We have several ADSL remote sites connecting to a pair of Head End routers.
The connection uses a Cisco 887 router at the remote site and Cisco 1002 pair at the head end.
The problem is precipitated by the initial remote site VDSL line dropping which we believe is caused by auto-re-trains from the DLM - This should settle down after a few days as it is a new broadband connection.
The problem is that when the VDSL to the remote site goes down, (the outage seems to be approximatley 1 minute), although the unencrypted link to the remote site returns to service after about 1 minute the ISAKMP SAs seem to get out of sync between headend router and remote site and do not re-form automatically. Unless I carry out a clear crypto sa peer. The crypto isakmp keepalive is set to 10 seconds, and it has been suggested that this may not be long enough as the Dead Peer Detection is shutting the tunnel link down after 10 seconds plus 4x2 second retries.
However once the DPD has shut the tunnel down does that mean that the only way to bring it back is manually reset the crypto sa peer? I find that hard to believe.
You might be missing "crypto isakmp invalid-spi-recovery" command on any of the sides (I guess on Hub).
did you find a fix for this issue? I have a ticket with exactly same issue - also related to VDSL. Client says there is no issue if underlying connectivity for C892 is via ADSL.

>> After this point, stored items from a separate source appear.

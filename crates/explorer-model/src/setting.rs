//! One configurable parameter and its per-version details.

use std::collections::{BTreeMap, BTreeSet};

use serde::{Deserialize, Deserializer, Serialize};

use crate::enums::{Scope, Tier, flags_mark_important};

/// A setting as published by the offline extractor.
///
/// Every field is optional in the document; missing or `null` values fall
/// back to their defaults so that one malformed record never aborts a load.
#[derive(Debug, Clone, Default, PartialEq, Serialize, Deserialize)]
#[serde(default)]
pub struct Setting {
    #[serde(deserialize_with = "null_as_default")]
    pub name: String,
    #[serde(rename = "type", deserialize_with = "null_as_default")]
    pub setting_type: String,
    #[serde(deserialize_with = "null_as_default")]
    pub category: String,
    #[serde(deserialize_with = "null_as_default")]
    pub description: String,
    #[serde(deserialize_with = "null_as_default")]
    pub cloud_only: bool,
    pub alias: Option<String>,
    /// Raw flags column (`0`, `BETA`, `EXPERIMENTAL | IMPORTANT`, ...).
    #[serde(deserialize_with = "null_as_default")]
    pub flags: String,
    #[serde(deserialize_with = "null_as_default")]
    pub versions: BTreeMap<String, VersionInfo>,
    pub introduced_in: Option<String>,
    pub removed_in: Option<String>,
    #[serde(deserialize_with = "null_as_default")]
    pub history: Vec<HistoryEntry>,
    #[serde(deserialize_with = "null_as_default")]
    pub related: Vec<RelatedSetting>,
    #[serde(deserialize_with = "null_as_default")]
    pub mentions: Mentions,
    /// Documentation link published with the record, when there is one.
    pub docs_url: Option<String>,
    /// Client-side fields computed at load time; never read from the document.
    #[serde(skip)]
    pub annotations: Annotations,
}

/// Fields derived from a setting after it is loaded.
#[derive(Debug, Clone, Default, PartialEq, Eq)]
pub struct Annotations {
    pub scope: Scope,
    /// Lowercase `name description` used by free-text search.
    pub haystack: String,
    /// Structural tags inferred from name and description.
    pub inferred_topics: BTreeSet<String>,
}

/// Details of a setting in one release.
#[derive(Debug, Clone, Default, PartialEq, Eq, Serialize, Deserialize)]
#[serde(default)]
pub struct VersionInfo {
    #[serde(deserialize_with = "scalar_as_string")]
    pub default: String,
    /// `None` when the document omits the tier or uses an unknown label.
    #[serde(deserialize_with = "lenient_tier")]
    pub tier: Option<Tier>,
    #[serde(deserialize_with = "null_as_default")]
    pub changed_from_prev: bool,
    #[serde(deserialize_with = "null_as_default")]
    pub important: bool,
}

/// One entry of the upstream changes history.
#[derive(Debug, Clone, Default, PartialEq, Eq, Serialize, Deserialize)]
#[serde(default)]
pub struct HistoryEntry {
    #[serde(deserialize_with = "null_as_default")]
    pub version_minor: String,
    #[serde(deserialize_with = "scalar_as_string")]
    pub new_default: String,
    #[serde(deserialize_with = "null_as_default")]
    pub comment: String,
}

/// Cross-reference to another setting computed by the enricher.
#[derive(Debug, Clone, Default, PartialEq, Serialize, Deserialize)]
#[serde(default)]
pub struct RelatedSetting {
    #[serde(deserialize_with = "null_as_default")]
    pub name: String,
    #[serde(deserialize_with = "null_as_default")]
    pub score: f64,
    #[serde(deserialize_with = "null_as_default")]
    pub reasons: Vec<String>,
}

/// Documentation and blog citations.
#[derive(Debug, Clone, Default, PartialEq, Eq, Serialize, Deserialize)]
#[serde(default)]
pub struct Mentions {
    #[serde(deserialize_with = "null_as_default")]
    pub docs: Vec<Citation>,
    #[serde(deserialize_with = "null_as_default")]
    pub blogs: Vec<Citation>,
}

impl Mentions {
    pub fn is_empty(&self) -> bool {
        self.docs.is_empty() && self.blogs.is_empty()
    }

    pub fn len(&self) -> usize {
        self.docs.len() + self.blogs.len()
    }
}

#[derive(Debug, Clone, Default, PartialEq, Eq, Serialize, Deserialize)]
#[serde(default)]
pub struct Citation {
    #[serde(deserialize_with = "null_as_default")]
    pub url: String,
    pub title: Option<String>,
    #[serde(deserialize_with = "null_as_default")]
    pub excerpt: String,
}

impl Setting {
    /// Scope tag attached at load time.
    pub fn scope(&self) -> Scope {
        self.annotations.scope
    }

    pub fn version_info(&self, version: &str) -> Option<&VersionInfo> {
        self.versions.get(version)
    }

    /// Tier for `version`, falling back to the tier implied by `flags`.
    pub fn effective_tier(&self, version: &str) -> Tier {
        self.version_info(version)
            .and_then(|info| info.tier)
            .unwrap_or_else(|| Tier::from_flags(&self.flags))
    }

    pub fn changed_in(&self, version: &str) -> bool {
        self.version_info(version)
            .is_some_and(|info| info.changed_from_prev)
    }

    pub fn has_citations(&self) -> bool {
        !self.mentions.is_empty()
    }

    /// Marked important by its flags or by the entry for `version`.
    pub fn is_important(&self, version: Option<&str>) -> bool {
        flags_mark_important(&self.flags)
            || version
                .and_then(|version| self.version_info(version))
                .is_some_and(|info| info.important)
    }

    /// Topic values of this setting: the category label plus inferred tags.
    pub fn topics(&self) -> impl Iterator<Item = &str> {
        let category = (!self.category.trim().is_empty()).then_some(self.category.as_str());
        category.into_iter().chain(
            self.annotations
                .inferred_topics
                .iter()
                .map(String::as_str)
                .filter(move |tag| Some(*tag) != category),
        )
    }

    pub fn has_topic(&self, topic: &str) -> bool {
        self.topics().any(|value| value == topic)
    }

    /// Link to the upstream documentation entry. A link carried by the
    /// record wins over the one built from the scope's docs page.
    pub fn docs_url(&self) -> String {
        match self.docs_url.as_deref().map(str::trim) {
            Some(url) if !url.is_empty() => url.to_string(),
            _ => format!("{}#{}", self.scope().docs_page(), self.name),
        }
    }
}

fn null_as_default<'de, D, T>(deserializer: D) -> Result<T, D::Error>
where
    D: Deserializer<'de>,
    T: Default + Deserialize<'de>,
{
    Ok(Option::<T>::deserialize(deserializer)?.unwrap_or_default())
}

#[derive(Deserialize)]
#[serde(untagged)]
enum Scalar {
    Text(String),
    Integer(i64),
    Float(f64),
    Bool(bool),
}

/// Defaults are strings in the document, but older extracts wrote numbers.
fn scalar_as_string<'de, D>(deserializer: D) -> Result<String, D::Error>
where
    D: Deserializer<'de>,
{
    Ok(match Option::<Scalar>::deserialize(deserializer)? {
        Some(Scalar::Text(text)) => text,
        Some(Scalar::Integer(value)) => value.to_string(),
        Some(Scalar::Float(value)) => value.to_string(),
        Some(Scalar::Bool(value)) => value.to_string(),
        None => String::new(),
    })
}

fn lenient_tier<'de, D>(deserializer: D) -> Result<Option<Tier>, D::Error>
where
    D: Deserializer<'de>,
{
    let raw = Option::<String>::deserialize(deserializer)?;
    Ok(raw.and_then(|value| value.parse().ok()))
}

Yes I logged a TAC call. The problem was caused by an ios bug which caused the MTU size on the IPSEC tunnel to reset on the running config from what I had configured it to if there was any interuption on the ADSL circuit. This meant that the MTU size no longer matched the other end of the IPSEC tunnel and this meant that the OSPF would not establish.
Cisco advised that this is a known bug. Check what version of ios you are running, there is a fix shown below.
Hope this helps you.
Known bug: CSCue47940.
This bug causes the statically configured MTU on an IPsec VTI to change somewhat sporadically, although most commonly when the physical link flaps or when the router is reloaded.

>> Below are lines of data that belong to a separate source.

//! URL state synchronization.
//!
//! Filter state is mirrored into the page URL query so that any view can be
//! shared. Parameters:
//!
//! | Parameter | Meaning |
//! |-----------|---------|
//! | `q`       | free-text query |
//! | `v`       | selected version |
//! | `scope`   | comma-separated scopes |
//! | `topic`   | comma-separated topics |
//! | `tier`    | comma-separated tiers |
//! | `flags`   | comma-separated special flags |
//! | `changed` | `1` when only changed settings are shown |
//!
//! An absent facet parameter means "all options"; a present but empty one
//! means "none". Unknown parameters and unparsable values are ignored.

use std::collections::BTreeSet;
use std::str::FromStr;

use explorer_model::{Scope, SpecialFlag, Tier};
use tracing::debug;
use url::{Url, form_urlencoded};

use crate::facets::FacetOptions;
use crate::filter::FilterState;

pub const PARAM_QUERY: &str = "q";
pub const PARAM_VERSION: &str = "v";
pub const PARAM_SCOPE: &str = "scope";
pub const PARAM_TOPIC: &str = "topic";
pub const PARAM_TIER: &str = "tier";
pub const PARAM_FLAGS: &str = "flags";
pub const PARAM_CHANGED: &str = "changed";

const LIST_SEPARATOR: char = ',';

/// Filter state as carried by a URL.
#[derive(Debug, Clone, Default, PartialEq, Eq)]
pub struct UrlState {
    pub query: Option<String>,
    pub version: Option<String>,
    /// `None` when the parameter is absent ("all").
    pub scopes: Option<BTreeSet<Scope>>,
    pub topics: Option<BTreeSet<String>>,
    pub tiers: Option<BTreeSet<Tier>>,
    pub flags: Option<BTreeSet<SpecialFlag>>,
    pub changed_only: bool,
}

impl UrlState {
    /// Parse a raw query string, with or without the leading `?`.
    pub fn parse_query(query: &str) -> Self {
        let query = query.strip_prefix('?').unwrap_or(query);
        let mut state = Self::default();
        for (key, value) in form_urlencoded::parse(query.as_bytes()) {
            match key.as_ref() {
                PARAM_QUERY => state.query = Some(value.into_owned()),
                PARAM_VERSION => {
                    let version = value.trim();
                    if !version.is_empty() {
                        state.version = Some(version.to_string());
                    }
                }
                PARAM_SCOPE => state.scopes = parse_list(&value).or(state.scopes),
                PARAM_TOPIC => {
                    state.topics = Some(split_list(&value).map(str::to_string).collect());
                }
                PARAM_TIER => state.tiers = parse_list(&value).or(state.tiers),
                PARAM_FLAGS => state.flags = parse_list(&value).or(state.flags),
                PARAM_CHANGED => match value.trim().to_ascii_lowercase().as_str() {
                    "" | "1" | "true" | "yes" => state.changed_only = true,
                    "0" | "false" | "no" => state.changed_only = false,
                    other => debug!(value = other, "ignoring malformed changed flag"),
                },
                other => debug!(param = other, "ignoring unknown url parameter"),
            }
        }
        state
    }

    /// Parse the query component of a full URL.
    pub fn parse_url(url: &Url) -> Self {
        Self::parse_query(url.query().unwrap_or_default())
    }

    /// Parse either a full URL or a bare query string.
    pub fn parse(input: &str) -> Self {
        match Url::parse(input) {
            Ok(url) => Self::parse_url(&url),
            Err(_) => Self::parse_query(input),
        }
    }

    /// Capture `state`, omitting facets whose selection is the full option set.
    pub fn from_state(state: &FilterState, options: &FacetOptions) -> Self {
        Self {
            query: (!state.query.is_empty()).then(|| state.query.clone()),
            version: state.version.clone(),
            scopes: (state.scopes != options.full_scopes()).then(|| state.scopes.clone()),
            topics: (state.topics != options.full_topics()).then(|| state.topics.clone()),
            tiers: (state.tiers != options.full_tiers()).then(|| state.tiers.clone()),
            flags: (!state.flags.is_empty()).then(|| state.flags.clone()),
            changed_only: state.changed_only,
        }
    }

    /// Encode as a query string (no leading `?`). Parameter order is fixed.
    pub fn to_query(&self) -> String {
        let mut serializer = form_urlencoded::Serializer::new(String::new());
        if let Some(query) = &self.query {
            serializer.append_pair(PARAM_QUERY, query);
        }
        if let Some(version) = &self.version {
            serializer.append_pair(PARAM_VERSION, version);
        }
        if let Some(scopes) = &self.scopes {
            serializer.append_pair(PARAM_SCOPE, &join_list(scopes.iter().map(Scope::as_str)));
        }
        if let Some(topics) = &self.topics {
            serializer.append_pair(PARAM_TOPIC, &join_list(topics.iter().map(String::as_str)));
        }
        if let Some(tiers) = &self.tiers {
            serializer.append_pair(PARAM_TIER, &join_list(tiers.iter().map(Tier::as_str)));
        }
        if let Some(flags) = &self.flags {
            serializer.append_pair(PARAM_FLAGS, &join_list(flags.iter().map(SpecialFlag::as_str)));
        }
        if self.changed_only {
            serializer.append_pair(PARAM_CHANGED, "1");
        }
        serializer.finish()
    }

    /// Apply the parts that are meaningful before the dataset is loaded.
    pub fn apply_prefill(&self, state: &mut FilterState) {
        if let Some(query) = &self.query {
            state.query = query.clone();
        }
        state.changed_only = self.changed_only;
        if let Some(scopes) = &self.scopes {
            state.scopes = scopes.clone();
        }
    }

    /// Apply everything to `state`, validated against `options`.
    ///
    /// `options` must have been derived for the scopes this URL selects.
    /// Unknown versions and topics/tiers outside the options are ignored; a
    /// list whose every value is unknown counts as absent.
    pub fn apply(&self, state: &mut FilterState, options: &FacetOptions) {
        self.apply_prefill(state);
        state.scopes = self.scopes.clone().unwrap_or_else(|| options.full_scopes());
        match &self.version {
            Some(version) if options.versions.contains(version) => {
                state.version = Some(version.clone());
            }
            Some(version) => debug!(%version, "ignoring unknown version in url"),
            None => {}
        }
        state.topics = restrict(self.topics.as_ref(), &options.full_topics());
        state.tiers = restrict(self.tiers.as_ref(), &options.full_tiers());
        state.flags = self.flags.clone().unwrap_or_default();
    }
}

fn restrict<T: Ord + Clone>(requested: Option<&BTreeSet<T>>, full: &BTreeSet<T>) -> BTreeSet<T> {
    match requested {
        None => full.clone(),
        Some(requested) if requested.is_empty() => BTreeSet::new(),
        Some(requested) => {
            let known: BTreeSet<T> = requested.intersection(full).cloned().collect();
            if known.is_empty() { full.clone() } else { known }
        }
    }
}

fn split_list(value: &str) -> impl Iterator<Item = &str> {
    value
        .split(LIST_SEPARATOR)
        .map(str::trim)
        .filter(|item| !item.is_empty())
}

/// Parse a typed list. An empty value is an explicit empty selection; a
/// value with no parsable item is treated as absent.
fn parse_list<T: Ord + FromStr>(value: &str) -> Option<BTreeSet<T>> {
    if value.trim().is_empty() {
        return Some(BTreeSet::new());
    }
    let parsed: BTreeSet<T> = split_list(value)
        .filter_map(|item| item.parse().ok())
        .collect();
    if parsed.is_empty() {
        debug!(value, "ignoring malformed url list");
        None
    } else {
        Some(parsed)
    }
}

fn join_list<'a>(items: impl Iterator<Item = &'a str>) -> String {
    items.collect::<Vec<_>>().join(",")
}

/// Keeps the page URL in step with filter state.
///
/// Changes are written as history *replacements*, and only when the URL
/// actually differs, so repeated identical states never churn history.
#[derive(Debug, Clone)]
pub struct UrlSync {
    current: Url,
}

impl UrlSync {
    pub fn new(current: Url) -> Self {
        Self { current }
    }

    pub fn current(&self) -> &Url {
        &self.current
    }

    /// Replace the query component. Returns the new URL if it changed.
    pub fn replace_query(&mut self, query: &str) -> Option<Url> {
        let mut next = self.current.clone();
        next.set_query((!query.is_empty()).then_some(query));
        self.replace(next)
    }

    /// Record a fragment the browser already shows; nothing to replace.
    pub fn track_fragment(&mut self, fragment: Option<&str>) {
        self.current.set_fragment(fragment);
    }

    fn replace(&mut self, next: Url) -> Option<Url> {
        if next == self.current {
            return None;
        }
        debug!(url = %next, "replacing history entry");
        self.current = next.clone();
        Some(next)
    }
}

#[cfg(test)]
mod tests {
    use super::*;

    #[test]
    fn unknown_and_malformed_parameters_are_ignored() {
        let state = UrlState::parse_query("?utm_source=x&tier=stable,beta&scope=nope&changed=maybe");
        assert_eq!(state.tiers, Some(BTreeSet::from([Tier::Beta])));
        assert_eq!(state.scopes, None);
        assert!(!state.changed_only);
    }

    #[test]
    fn empty_list_means_none_selected() {
        let state = UrlState::parse_query("topic=&tier=");
        assert_eq!(state.topics, Some(BTreeSet::new()));
        assert_eq!(state.tiers, Some(BTreeSet::new()));
        assert_eq!(state.scopes, None);
    }

    #[test]
    fn encodes_in_fixed_order() {
        let state = UrlState {
            query: Some("max threads".to_string()),
            version: Some("25.8".to_string()),
            scopes: Some(BTreeSet::from([Scope::Format, Scope::Session])),
            changed_only: true,
            ..UrlState::default()
        };
        insta::assert_snapshot!(state.to_query(), @"q=max+threads&v=25.8&scope=session%2Cformat&changed=1");
    }

    #[test]
    fn parses_full_urls_and_bare_queries() {
        let from_url = UrlState::parse("https://example.com/explorer/?q=join&v=25.8#s-join");
        let from_query = UrlState::parse("q=join&v=25.8");
        assert_eq!(from_url, from_query);
        assert_eq!(from_url.query.as_deref(), Some("join"));
    }

    #[test]
    fn url_sync_only_reports_real_changes() {
        let mut sync = UrlSync::new(Url::parse("https://example.com/explorer/").unwrap());
        assert_eq!(sync.replace_query(""), None);
        let replaced = sync.replace_query("q=join").unwrap();
        assert_eq!(replaced.as_str(), "https://example.com/explorer/?q=join");
        assert_eq!(sync.replace_query("q=join"), None);
        assert!(sync.replace_query("").is_some());
        assert_eq!(sync.current().as_str(), "https://example.com/explorer/");
    }
}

The fix for this bug is available in IOS 15.2(4)M5 on 887 Routers, and 15.2(4)S4/3.7.4S on ASR1002X.
Thank you. Let's see. In our case, C892 does not have internal ADSL/VDSL modem. It just terminates PPPoE circuit . VDSL i terminated on an external modem.
As someone suggested on this forum in another thread it could also be about desynchronized ISAKMP SAs which might be fixed with "crypto isakmp invalid-spi-recovery".